Informazione
"La politica dei media non è più al passo con i tempi"
Keystone-ats
24.10.2022 12:25

Secondo Avenir Suisse, benché il settore mediatico sia in pieno fermento e invaso da molteplici novità, sul piano della politica non sono stati fatti grossi cambiamenti.
Secondo il
"think tank" liberale Avenir suisse, l'attuale politica di promozione
dei media "non è più al passo coi tempi": malgrado la
digitalizzazione abbia stravolto il panorama mediatico, continuano a essere
promossi soprattutto strumenti analogici. Il mandato della Ssr andrebbe poi
rivisto.
“Strumenti ormai obsoleti”
La carta stampa, le
stazioni radio e le emittenti televisive denunciano un inarrestabile calo di
pubblico. Parallelamente, tuttavia, il settore mediatico è in pieno fermento e
invaso da molteplici novità, con piattaforme online che registrano un costante
aumento di utenti. Intanto però sul piano della politica è cambiato poco,
afferma Avenir Suisse in una pubblicazione recente. Dal cambio del millennio il
finanziamento a favore dei media è aumentato del 20% a 1,5 miliardi di franchi.

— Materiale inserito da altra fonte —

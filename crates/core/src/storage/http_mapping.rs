//! Pure functions for mapping repository errors to HTTP status codes.
//!
//! Used by the readiness probe. The event routes answer every storage
//! failure with a plain 500.

use super::RepositoryError;

/// Maps a [`RepositoryError`] to an HTTP status code.
///
/// - `AlreadyExists` -> 409 (Conflict)
/// - `Configuration` -> 500 (Internal Server Error)
/// - `ConnectionFailed` -> 503 (Service Unavailable)
/// - `QueryFailed` -> 500 (Internal Server Error)
/// - `Serialization` -> 500 (Internal Server Error)
///
/// # Examples
///
/// ```
/// use evently_core::storage::{RepositoryError, repository_error_to_status_code};
///
/// let error = RepositoryError::ConnectionFailed("connection refused".to_string());
/// assert_eq!(repository_error_to_status_code(&error), 503);
/// ```
pub fn repository_error_to_status_code(error: &RepositoryError) -> u16 {
    match error {
        RepositoryError::AlreadyExists { .. } => 409,
        RepositoryError::Configuration(_) => 500,
        RepositoryError::ConnectionFailed(_) => 503,
        RepositoryError::QueryFailed(_) => 500,
        RepositoryError::Serialization(_) => 500,
    }
}

#[cfg(test)]
mod tests {
    use super::*;

    #[test]
    fn test_already_exists_maps_to_409() {
        let error = RepositoryError::AlreadyExists {
            entity_type: "Event",
            id: "evt-456".to_string(),
        };
        assert_eq!(repository_error_to_status_code(&error), 409);
    }

    #[test]
    fn test_configuration_maps_to_500() {
        let error = RepositoryError::Configuration("MONGODB_URI is not set".to_string());
        assert_eq!(repository_error_to_status_code(&error), 500);
    }

    #[test]
    fn test_connection_failed_maps_to_503() {
        let error = RepositoryError::ConnectionFailed("database connection timeout".to_string());
        assert_eq!(repository_error_to_status_code(&error), 503);
    }

    #[test]
    fn test_query_failed_maps_to_500() {
        let error = RepositoryError::QueryFailed("invalid sort spec".to_string());
        assert_eq!(repository_error_to_status_code(&error), 500);
    }

    #[test]
    fn test_serialization_maps_to_500() {
        let error = RepositoryError::Serialization("failed to decode document".to_string());
        assert_eq!(repository_error_to_status_code(&error), 500);
    }
}
//! Validation of multipart event submissions.
//!
//! The shell collects the raw multipart parts into an [`EventForm`]; this
//! module turns that into a typed [`ValidatedEventForm`] or an
//! [`EventError`] without touching the network.

use std::collections::BTreeMap;

use super::error::EventError;
use super::types::{EventDraft, ImageFile};

/// Name of the multipart file part carrying the event image.
pub const IMAGE_FIELD: &str = "image";
/// Name of the JSON-encoded tags field.
pub const TAGS_FIELD: &str = "tags";
/// Name of the JSON-encoded agenda field.
pub const AGENDA_FIELD: &str = "agenda";

/// Raw fields of an event submission.
#[derive(Debug, Clone, Default)]
pub struct EventForm {
    fields: BTreeMap<String, String>,
    image: Option<ImageFile>,
}

impl EventForm {
    pub fn new() -> Self {
        Self::default()
    }

    /// Records a text field. A repeated name overwrites the earlier value.
    pub fn insert_field(&mut self, name: impl Into<String>, value: impl Into<String>) {
        self.fields.insert(name.into(), value.into());
    }

    /// Records the image file part.
    pub fn set_image(&mut self, image: ImageFile) {
        self.image = Some(image);
    }

    /// Builder form of [`EventForm::insert_field`].
    pub fn with_field(mut self, name: impl Into<String>, value: impl Into<String>) -> Self {
        self.insert_field(name, value);
        self
    }

    /// Builder form of [`EventForm::set_image`].
    pub fn with_image(mut self, image: ImageFile) -> Self {
        self.set_image(image);
        self
    }

    pub fn field(&self, name: &str) -> Option<&str> {
        self.fields.get(name).map(String::as_str)
    }
}

/// A submission that passed validation: the event draft plus the file to upload.
#[derive(Debug, Clone)]
pub struct ValidatedEventForm {
    pub draft: EventDraft,
    pub image: ImageFile,
}

/// Validates an event submission.
///
/// The image is checked first (an empty file part counts as missing), then
/// the `tags` and `agenda` fields are decoded as JSON arrays of strings. A
/// missing `tags` or `agenda` field decodes to an empty list.
pub fn parse_event_form(form: EventForm) -> Result<ValidatedEventForm, EventError> {
    let EventForm { mut fields, image } = form;

    let image = image
        .filter(|image| !image.is_empty())
        .ok_or(EventError::MissingImage)?;

    let tags = parse_string_list(TAGS_FIELD, fields.remove(TAGS_FIELD).as_deref())?;
    let agenda = parse_string_list(AGENDA_FIELD, fields.remove(AGENDA_FIELD).as_deref())?;

    Ok(ValidatedEventForm {
        draft: EventDraft {
            attributes: fields,
            tags,
            agenda,
        },
        image,
    })
}

/// Decodes a JSON array of strings from a form field value.
pub fn parse_string_list(field: &'static str, raw: Option<&str>) -> Result<Vec<String>, EventError> {
    let Some(raw) = raw else {
        return Ok(Vec::new());
    };

    serde_json::from_str::<Vec<String>>(raw).map_err(|e| EventError::InvalidJson {
        field,
        reason: e.to_string(),
    })
}

#[cfg(test)]
mod tests {
    use super::*;

    fn image() -> ImageFile {
        ImageFile::new("cover.png", vec![1, 2, 3]).with_content_type("image/png")
    }

    #[test]
    fn test_missing_image_is_rejected() {
        let form = EventForm::new()
            .with_field("title", "RustConf")
            .with_field("tags", r#"["a"]"#);

        assert_eq!(
            parse_event_form(form).unwrap_err(),
            EventError::MissingImage
        );
    }

    #[test]
    fn test_missing_image_wins_over_bad_json() {
        let form = EventForm::new().with_field("tags", "not json");
        assert_eq!(
            parse_event_form(form).unwrap_err(),
            EventError::MissingImage
        );
    }

    #[test]
    fn test_empty_image_counts_as_missing() {
        let form = EventForm::new().with_image(ImageFile::new("", Vec::new()));
        assert_eq!(
            parse_event_form(form).unwrap_err(),
            EventError::MissingImage
        );
    }

    #[test]
    fn test_malformed_tags_are_rejected() {
        let form = EventForm::new()
            .with_image(image())
            .with_field("tags", "not json")
            .with_field("agenda", r#"["x"]"#);

        let err = parse_event_form(form).unwrap_err();
        assert!(matches!(err, EventError::InvalidJson { field: "tags", .. }));
        assert_eq!(err.to_string(), "Invalid JSON data format");
    }

    #[test]
    fn test_malformed_agenda_is_rejected() {
        let form = EventForm::new()
            .with_image(image())
            .with_field("tags", r#"["a"]"#)
            .with_field("agenda", r#"{"x": 1}"#);

        let err = parse_event_form(form).unwrap_err();
        assert!(matches!(err, EventError::InvalidJson { field: "agenda", .. }));
    }

    #[test]
    fn test_non_string_items_are_rejected() {
        let err = parse_string_list("tags", Some("[1, 2]")).unwrap_err();
        assert!(matches!(err, EventError::InvalidJson { field: "tags", .. }));
    }

    #[test]
    fn test_missing_lists_default_to_empty() {
        let validated = parse_event_form(EventForm::new().with_image(image())).unwrap();
        assert!(validated.draft.tags.is_empty());
        assert!(validated.draft.agenda.is_empty());
    }

    #[test]
    fn test_valid_form_splits_lists_from_attributes() {
        let form = EventForm::new()
            .with_image(image())
            .with_field("title", "RustConf")
            .with_field("venue", "Hall A")
            .with_field("tags", r#"["a","b"]"#)
            .with_field("agenda", r#"["x"]"#);

        let validated = parse_event_form(form).unwrap();

        assert_eq!(validated.draft.tags, vec!["a", "b"]);
        assert_eq!(validated.draft.agenda, vec!["x"]);
        assert_eq!(validated.draft.attributes.len(), 2);
        assert_eq!(
            validated.draft.attributes.get("venue").map(String::as_str),
            Some("Hall A")
        );
        assert_eq!(validated.image.file_name, "cover.png");
    }

    #[test]
    fn test_repeated_field_keeps_last_value() {
        let mut form = EventForm::new();
        form.insert_field("title", "first");
        form.insert_field("title", "second");
        assert_eq!(form.field("title"), Some("second"));
    }
}
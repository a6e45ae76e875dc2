mod app;
mod config;
mod handlers;
mod media;
mod state;
mod storage;

use anyhow::Result;
use clap::Parser;
use listenfd::ListenFd;
use tokio::{net::TcpListener, signal};
use tracing_subscriber::{layer::SubscriberExt, util::SubscriberInitExt};

use crate::{app::create_app, config::Config, state::AppState};

/// Evently - Publish developer events with cover images
#[derive(Parser, Debug)]
#[command(name = "evently")]
#[command(version, about, long_about = None)]
struct Cli {
    /// Host address to bind the server to
    #[arg(long, short = 'H', default_value = "0.0.0.0", env = "HOST")]
    host: String,

    /// Port to listen on
    #[arg(long, short, default_value = "3000", env = "PORT")]
    port: u16,

    /// Emit logs as JSON lines
    #[arg(long, env = "LOG_JSON")]
    log_json: bool,
}

#[tokio::main]
async fn main() -> Result<()> {
    let cli = Cli::parse();

    init_tracing(cli.log_json);

    let config = Config::from_env();
    if config.mongodb_uri.is_none() {
        tracing::warn!("MONGODB_URI is not set; event requests will fail until it is configured");
    }
    if config.cloudinary.is_none() {
        tracing::warn!("Cloudinary credentials are not set; event creation will fail");
    }

    // Nothing connects here; the first request that needs the database does.
    let state = AppState::new(&config);

    let app = create_app(state);

    // Auto-reload support via listenfd
    let mut listenfd = ListenFd::from_env();
    let listener = match listenfd.take_tcp_listener(0)? {
        // If we are given a tcp listener on listen fd 0, use that one
        Some(listener) => {
            listener.set_nonblocking(true)?;
            TcpListener::from_std(listener)?
        }
        // Otherwise fall back to CLI-specified host:port
        None => {
            let addr = format!("{}:{}", cli.host, cli.port);
            TcpListener::bind(&addr).await?
        }
    };

    tracing::info!("listening on {}", listener.local_addr()?);

    axum::serve(listener, app)
        .with_graceful_shutdown(shutdown_signal())
        .await?;

    tracing::info!("Server stopped");
    Ok(())
}

fn init_tracing(json: bool) {
    let filter = tracing_subscriber::EnvFilter::try_from_default_env()
        .unwrap_or_else(|_| "evently=debug,tower_http=debug".into());

    let registry = tracing_subscriber::registry().with(filter);
    if json {
        registry.with(tracing_subscriber::fmt::layer().json()).init();
    } else {
        registry.with(tracing_subscriber::fmt::layer()).init();
    }
}

/// Wait for shutdown signals (Ctrl+C or SIGTERM).
async fn shutdown_signal() {
    let ctrl_c = async {
        if let Err(err) = signal::ctrl_c().await {
            tracing::error!(error = %err, "Failed to install Ctrl+C handler");
            std::future::pending::<()>().await;
        }
    };

    #[cfg(unix)]
    let terminate = async {
        match signal::unix::signal(signal::unix::SignalKind::terminate()) {
            Ok(mut stream) => {
                stream.recv().await;
            }
            Err(err) => {
                tracing::error!(error = %err, "Failed to install SIGTERM handler");
                std::future::pending::<()>().await;
            }
        }
    };

    #[cfg(not(unix))]
    let terminate = std::future::pending::<()>();

    tokio::select! {
        _ = ctrl_c => {
            tracing::info!("Received Ctrl+C, shutting down...");
        }
        _ = terminate => {
            tracing::info!("Received SIGTERM, shutting down...");
        }
    }
}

Fondi che promuovono prevalentemente strumenti di politica mediatica ormai
obsoleti e assai poco incisivi, scrive il "serbatoio di idee"
finanziato da oltre 140 sostenitori privati, fra industrie, banche e
assicurazioni. Tutto ciò - aggiunge - ha poco senso nel mondo digitale e
inoltre "genera effetti collaterali indesiderati", soprattutto le
distorsioni della concorrenza, con "il settore privato che viene messo
spalle al muro a danno della pluralità dell'offerta".
Limitare l'offerta della Ssr
Secondo Avenir Suisse
bisogna invece tener d'occhio alcune attività di imprese (parzialmente) statali
come La Posta. Ma anche gli interventi a livello comunale e cantonale, poiché
"in taluni casi il lavoro giornalistico si avvicina pericolosamente alla
politica, con effetti distorsivi sulla concorrenza". Il principale
beneficiario della politica attuale è "il pachiderma Ssr", che riceve
annualmente 1,2 miliardi di franchi, ossia l'80% dei finanziamenti ai media
elvetici. L'attuale pacchetto prezzo/offerta del mandato di servizio di base
non è più in linea con la realtà digitale e occorre riformularne rapidamente
gli estremi, sostiene il "think tank" liberale. Soprattutto il
mandato di prestazioni della Ssr dovrebbe essere limitato a contenuti mediatici
che non sono offerti dai privati e che sono rilevanti per il buon funzionamento
di una società democratica, scrive Avenir Suisse. L'offerta della Ssr dovrebbe
poi "essere accompagnata anche da un'evoluzione della redditività
vincolante per l'azienda". Occorre inoltre un nuovo modello tariffario
differenziato, in modo da ridurre le tasse obbligatorie e diminuire le
distorsioni della concorrenza.
Mandati di prestazione
Il laboratorio di
idee che mira a sviluppare "idee liberali per il futuro della Svizzera
orientate all'economia di mercato" ammette che in alcuni settori il
funzionamento non potrebbe reggere in base alle regole del mercato, per esempio
nel giornalismo investigativo o nelle ricerche complesse e negli argomenti
complicati. Questa situazione potrebbe essere risolta, come nel caso della
ricerca di base, finanziando puntualmente la promozione di progetti, programmi
o persone. Secondo Avenir Suisse a lungo termine la Ssr dovrebbe trasformarsi
in un cosiddetto "Public Content Provider", ossia fornitore pubblico
di prodotti mediatici non disponibili sul mercato in base a un mandato di
prestazioni. A differenza della situazione attuale i contenuti non verrebbero tuttavia
trasmessi dalla Ssr stessa, ma messi all'asta per aziende private che si
occuperebbero della successiva diffusione.